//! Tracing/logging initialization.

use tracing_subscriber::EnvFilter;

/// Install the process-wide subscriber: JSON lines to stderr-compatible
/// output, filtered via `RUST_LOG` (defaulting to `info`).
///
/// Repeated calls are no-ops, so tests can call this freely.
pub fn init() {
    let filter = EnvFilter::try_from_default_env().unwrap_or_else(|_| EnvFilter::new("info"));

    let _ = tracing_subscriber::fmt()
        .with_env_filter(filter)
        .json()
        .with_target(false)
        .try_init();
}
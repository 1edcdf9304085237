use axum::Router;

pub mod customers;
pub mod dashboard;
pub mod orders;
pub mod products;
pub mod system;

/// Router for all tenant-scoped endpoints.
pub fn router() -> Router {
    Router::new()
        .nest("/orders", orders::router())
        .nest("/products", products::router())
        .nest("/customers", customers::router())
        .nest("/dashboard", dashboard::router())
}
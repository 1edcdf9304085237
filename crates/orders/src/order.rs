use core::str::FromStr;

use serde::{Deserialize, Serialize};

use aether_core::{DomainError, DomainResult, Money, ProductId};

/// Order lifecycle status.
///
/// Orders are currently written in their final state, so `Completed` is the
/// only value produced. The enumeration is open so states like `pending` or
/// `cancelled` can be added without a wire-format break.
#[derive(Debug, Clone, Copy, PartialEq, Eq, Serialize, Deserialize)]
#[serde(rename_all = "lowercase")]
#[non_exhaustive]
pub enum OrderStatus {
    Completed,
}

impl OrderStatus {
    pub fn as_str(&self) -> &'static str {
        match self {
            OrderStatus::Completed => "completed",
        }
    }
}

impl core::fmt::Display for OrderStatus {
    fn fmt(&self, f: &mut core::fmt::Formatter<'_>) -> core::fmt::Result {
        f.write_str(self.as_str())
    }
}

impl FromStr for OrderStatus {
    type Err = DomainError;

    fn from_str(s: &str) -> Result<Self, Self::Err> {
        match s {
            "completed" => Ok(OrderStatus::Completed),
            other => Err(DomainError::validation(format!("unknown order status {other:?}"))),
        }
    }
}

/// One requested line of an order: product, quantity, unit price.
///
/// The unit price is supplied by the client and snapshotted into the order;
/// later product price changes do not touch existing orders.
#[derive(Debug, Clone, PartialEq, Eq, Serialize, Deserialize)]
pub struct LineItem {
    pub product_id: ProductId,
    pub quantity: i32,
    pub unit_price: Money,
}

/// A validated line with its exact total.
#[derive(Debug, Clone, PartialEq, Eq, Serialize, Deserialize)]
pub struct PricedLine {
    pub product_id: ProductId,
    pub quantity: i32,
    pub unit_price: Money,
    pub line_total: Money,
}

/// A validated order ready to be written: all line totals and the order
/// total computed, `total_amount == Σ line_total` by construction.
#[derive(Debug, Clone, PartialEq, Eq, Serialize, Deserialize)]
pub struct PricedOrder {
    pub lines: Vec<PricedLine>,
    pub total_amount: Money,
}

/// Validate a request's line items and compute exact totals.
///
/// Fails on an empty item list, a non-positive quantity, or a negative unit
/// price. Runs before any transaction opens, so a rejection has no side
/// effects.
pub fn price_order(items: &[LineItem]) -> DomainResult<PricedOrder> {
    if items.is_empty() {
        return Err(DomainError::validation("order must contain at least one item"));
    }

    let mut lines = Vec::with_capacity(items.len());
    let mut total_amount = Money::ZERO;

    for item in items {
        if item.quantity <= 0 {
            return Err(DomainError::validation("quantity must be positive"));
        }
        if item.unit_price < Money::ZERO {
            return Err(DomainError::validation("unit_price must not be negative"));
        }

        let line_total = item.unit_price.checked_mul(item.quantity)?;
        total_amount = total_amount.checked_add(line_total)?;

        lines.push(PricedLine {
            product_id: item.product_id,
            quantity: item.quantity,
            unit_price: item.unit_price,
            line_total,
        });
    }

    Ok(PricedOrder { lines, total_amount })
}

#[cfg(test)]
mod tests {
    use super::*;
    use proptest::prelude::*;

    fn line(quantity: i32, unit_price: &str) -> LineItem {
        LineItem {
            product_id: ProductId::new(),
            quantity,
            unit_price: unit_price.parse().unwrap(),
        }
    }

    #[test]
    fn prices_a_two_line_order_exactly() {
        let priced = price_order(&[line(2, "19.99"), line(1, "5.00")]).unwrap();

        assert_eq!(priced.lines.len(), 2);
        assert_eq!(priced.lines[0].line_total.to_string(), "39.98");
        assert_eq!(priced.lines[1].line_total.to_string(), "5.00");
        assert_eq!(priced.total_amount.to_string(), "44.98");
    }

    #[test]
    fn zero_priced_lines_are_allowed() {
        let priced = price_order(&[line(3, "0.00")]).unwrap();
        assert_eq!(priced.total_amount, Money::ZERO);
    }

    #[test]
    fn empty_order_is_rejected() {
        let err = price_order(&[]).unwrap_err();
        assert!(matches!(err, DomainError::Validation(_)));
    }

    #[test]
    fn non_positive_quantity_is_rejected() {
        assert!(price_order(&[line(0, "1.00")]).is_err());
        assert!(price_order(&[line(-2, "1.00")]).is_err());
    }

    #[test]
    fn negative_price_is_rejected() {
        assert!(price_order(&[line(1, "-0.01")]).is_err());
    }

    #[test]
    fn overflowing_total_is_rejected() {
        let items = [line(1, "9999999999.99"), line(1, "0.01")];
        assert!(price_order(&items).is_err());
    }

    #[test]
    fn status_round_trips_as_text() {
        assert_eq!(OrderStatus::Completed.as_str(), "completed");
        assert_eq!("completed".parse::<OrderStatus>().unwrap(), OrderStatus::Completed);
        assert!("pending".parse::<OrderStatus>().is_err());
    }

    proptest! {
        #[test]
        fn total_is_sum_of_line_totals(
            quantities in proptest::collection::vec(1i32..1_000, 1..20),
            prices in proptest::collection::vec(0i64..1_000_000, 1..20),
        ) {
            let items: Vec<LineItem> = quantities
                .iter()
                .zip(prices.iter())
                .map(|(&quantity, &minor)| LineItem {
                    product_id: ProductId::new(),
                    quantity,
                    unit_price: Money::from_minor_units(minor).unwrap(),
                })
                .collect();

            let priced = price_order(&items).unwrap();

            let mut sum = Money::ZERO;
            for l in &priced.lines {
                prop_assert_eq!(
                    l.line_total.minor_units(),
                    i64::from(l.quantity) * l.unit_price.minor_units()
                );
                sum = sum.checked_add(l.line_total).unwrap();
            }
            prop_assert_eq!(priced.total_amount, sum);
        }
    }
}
--------------------
> _PROBLEM_:
A faithful, word-for-word transcription of the data above is required.

> _TASK ANSWER_:
//! Tracing/logging initialization.

use tracing_subscriber::EnvFilter;

/// Install the process-wide subscriber: JSON lines to stderr-compatible
/// output, filtered via `RUST_LOG` (defaulting to `info`).
///
/// Repeated calls are no-ops, so tests can call this freely.
pub fn init() {
    let filter = EnvFilter::try_from_default_env().unwrap_or_else(|_| EnvFilter::new("info"));

    let _ = tracing_subscriber::fmt()
        .with_env_filter(filter)
        .json()
        .with_target(false)
        .try_init();
}
repository 1edcdf9304085237
use axum::Router;

pub mod customers;
pub mod dashboard;
pub mod orders;
pub mod products;
pub mod system;

/// Router for all tenant-scoped endpoints.
pub fn router() -> Router {
    Router::new()
        .nest("/orders", orders::router())
        .nest("/products", products::router())
        .nest("/customers", customers::router())
        .nest("/dashboard", dashboard::router())
}
repository 1edcdf9304085237
filename crates/orders/src/order.rs
use core::str::FromStr;

use serde::{Deserialize, Serialize};

use aether_core::{DomainError, DomainResult, Money, ProductId};

/// Order lifecycle status.
///
/// Orders are currently written in their final state, so `Completed` is the
/// only value produced. The enumeration is open so states like `pending` or
/// `cancelled` can be added without a wire-format break.
#[derive(Debug, Clone, Copy, PartialEq, Eq, Serialize, Deserialize)]
#[serde(rename_all = "lowercase")]
#[non_exhaustive]
pub enum OrderStatus {
    Completed,
}

impl OrderStatus {
    pub fn as_str(&self) -> &'static str {
        match self {
            OrderStatus::Completed => "completed",
        }
    }
}

impl core::fmt::Display for OrderStatus {
    fn fmt(&self, f: &mut core::fmt::Formatter<'_>) -> core::fmt::Result {
        f.write_str(self.as_str())
    }
}

impl FromStr for OrderStatus {
    type Err = DomainError;

    fn from_str(s: &str) -> Result<Self, Self::Err> {
        match s {
            "completed" => Ok(OrderStatus::Completed),
            other => Err(DomainError::validation(format!("unknown order status {other:?}"))),
        }
    }
}

/// One requested line of an order: product, quantity, unit price.
///
/// The unit price is supplied by the client and snapshotted into the order;
/// later product price changes do not touch existing orders.
#[derive(Debug, Clone, PartialEq, Eq, Serialize, Deserialize)]
pub struct LineItem {
    pub product_id: ProductId,
    pub quantity: i32,
    pub unit_price: Money,
}

/// A validated line with its exact total.
#[derive(Debug, Clone, PartialEq, Eq, Serialize, Deserialize)]
pub struct PricedLine {
    pub product_id: ProductId,
    pub quantity: i32,
    pub unit_price: Money,
    pub line_total: Money,
}

/// A validated order ready to be written: all line totals and the order
/// total computed, `total_amount == Σ line_total` by construction.
#[derive(Debug, Clone, PartialEq, Eq, Serialize, Deserialize)]
pub struct PricedOrder {
    pub lines: Vec<PricedLine>,
    pub total_amount: Money,
}

/// Validate a request's line items and compute exact totals.
///
/// Fails on an empty item list, a non-positive quantity, or a negative unit
/// price. Runs before any transaction opens, so a rejection has no side
/// effects.
pub fn price_order(items: &[LineItem]) -> DomainResult<PricedOrder> {
    if items.is_empty() {
        return Err(DomainError::validation("order must contain at least one item"));
    }

    let mut lines = Vec::with_capacity(items.len());
    let mut total_amount = Money::ZERO;

    for item in items {
        if item.quantity <= 0 {
            return Err(DomainError::validation("quantity must be positive"));
        }
        if item.unit_price < Money::ZERO {
            return Err(DomainError::validation("unit_price must not be negative"));
        }

        let line_total = item.unit_price.checked_mul(item.quantity)?;
        total_amount = total_amount.checked_add(line_total)?;

        lines.push(PricedLine {
            product_id: item.product_id,
            quantity: item.quantity,
            unit_price: item.unit_price,
            line_total,
        });
    }

    Ok(PricedOrder { lines, total_amount })
}

#[cfg(test)]
mod tests {
    use super::*;
    use proptest::prelude::*;

    fn line(quantity: i32, unit_price: &str) -> LineItem {
        LineItem {
            product_id: ProductId::new(),
            quantity,
            unit_price: unit_price.parse().unwrap(),
        }
    }

    #[test]
    fn prices_a_two_line_order_exactly() {
        let priced = price_order(&[line(2, "19.99"), line(1, "5.00")]).unwrap();

        assert_eq!(priced.lines.len(), 2);
        assert_eq!(priced.lines[0].line_total.to_string(), "39.98");
        assert_eq!(priced.lines[1].line_total.to_string(), "5.00");
        assert_eq!(priced.total_amount.to_string(), "44.98");
    }

    #[test]
    fn zero_priced_lines_are_allowed() {
        let priced = price_order(&[line(3, "0.00")]).unwrap();
        assert_eq!(priced.total_amount, Money::ZERO);
    }

    #[test]
    fn empty_order_is_rejected() {
        let err = price_order(&[]).unwrap_err();
        assert!(matches!(err, DomainError::Validation(_)));
    }

    #[test]
    fn non_positive_quantity_is_rejected() {
        assert!(price_order(&[line(0, "1.00")]).is_err());
        assert!(price_order(&[line(-2, "1.00")]).is_err());
    }

    #[test]
    fn negative_price_is_rejected() {
        assert!(price_order(&[line(1, "-0.01")]).is_err());
    }

    #[test]
    fn overflowing_total_is_rejected() {
        let items = [line(1, "9999999999.99"), line(1, "0.01")];
        assert!(price_order(&items).is_err());
    }

    #[test]
    fn status_round_trips_as_text() {
        assert_eq!(OrderStatus::Completed.as_str(), "completed");
        assert_eq!("completed".parse::<OrderStatus>().unwrap(), OrderStatus::Completed);
        assert!("pending".parse::<OrderStatus>().is_err());
    }

    proptest! {
        #[test]
        fn total_is_sum_of_line_totals(
            quantities in proptest::collection::vec(1i32..1_000, 1..20),
            prices in proptest::collection::vec(0i64..1_000_000, 1..20),
        ) {
            let items: Vec<LineItem> = quantities
                .iter()
                .zip(prices.iter())
                .map(|(&quantity, &minor)| LineItem {
                    product_id: ProductId::new(),
                    quantity,
                    unit_price: Money::from_minor_units(minor).unwrap(),
                })
                .collect();

            let priced = price_order(&items).unwrap();

            let mut sum = Money::ZERO;
            for l in &priced.lines {
                prop_assert_eq!(
                    l.line_total.minor_units(),
                    i64::from(l.quantity) * l.unit_price.minor_units()
                );
                sum = sum.checked_add(l.line_total).unwrap();
            }
            prop_assert_eq!(priced.total_amount, sum);
        }
    }
}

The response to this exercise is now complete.